LPS causes pulmonary inflammation and blunted hypoxic (HVR) and hypercapnic ventilatory responses (HCVR) in anesthetized rats. Because CAP is a potent stimulant of bronchopulmonary C‐fibers (PCFs) and it promotes pulmonary inflammation, we hypothesized that the LPS‐induced inhibition of HCVR and HVR was aggravated by CAP pretreatment. Rats were exposed to either aerosolized CAP (0.4 mg/ml) or vehicle for 5 days for two 5‐min episodes daily that were 4 hr apart.
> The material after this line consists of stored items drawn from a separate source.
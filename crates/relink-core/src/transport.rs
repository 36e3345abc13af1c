use std::{io, net::SocketAddr};

/// A non-blocking datagram socket.
///
/// The peer only ever talks to the network through this trait, which keeps
/// the protocol testable against in-memory implementations. `receive_packet`
/// must return `io::ErrorKind::WouldBlock` when no datagram is waiting so a
/// tick never stalls on the network.
pub trait Socket {
    /// Sends one datagram to the given address. Returns the number of
    /// bytes sent.
    fn send_packet(&mut self, addr: &SocketAddr, payload: &[u8]) -> io::Result<usize>;

    /// Receives one datagram into `buffer`, returning the filled slice and
    /// the sender's address.
    fn receive_packet<'a>(
        &mut self,
        buffer: &'a mut [u8],
    ) -> io::Result<(&'a [u8], SocketAddr)>;

    /// The local address this socket is bound to.
    fn local_addr(&self) -> io::Result<SocketAddr>;
}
After the pretreatment, the rats were intratracheally instilled with LPS (0.5 mg/0.5 ml) or saline, and anesthetized and tracheotomized 2 days later. Animals’ ventilatory responses to 10% O 2 and 10% CO 2 for 1 min and apneic response to right atrial bolus‐injections of CAP (1 and 4 μg/0.1 ml) were measured, and the bronchoalveolar lavage fluid (BALF) collected at the end of the experiments. We found that: 1) CAP and/or LPS pretreatment did not affect baseline ventilation; 2) LPS rather than CAP pretreatment alone inhibited HCVR (↓ 63%, P < 0.01) and HVR (↓47%, P < 0.05); 3) these LPS‐induced inhibitions disappeared in CAP‐pretreated rats; and 4) BALF total cell count was significantly increased by LPS, and this increase was not affected by coupling it with CAP pretreatment. We conclude that CAP pretreatment eliminates the LPS‐induced inhibitory effects on HVR and HCVR with little impact on LPS‐induced pulmonary inflammation. (Supported by NIH 74183).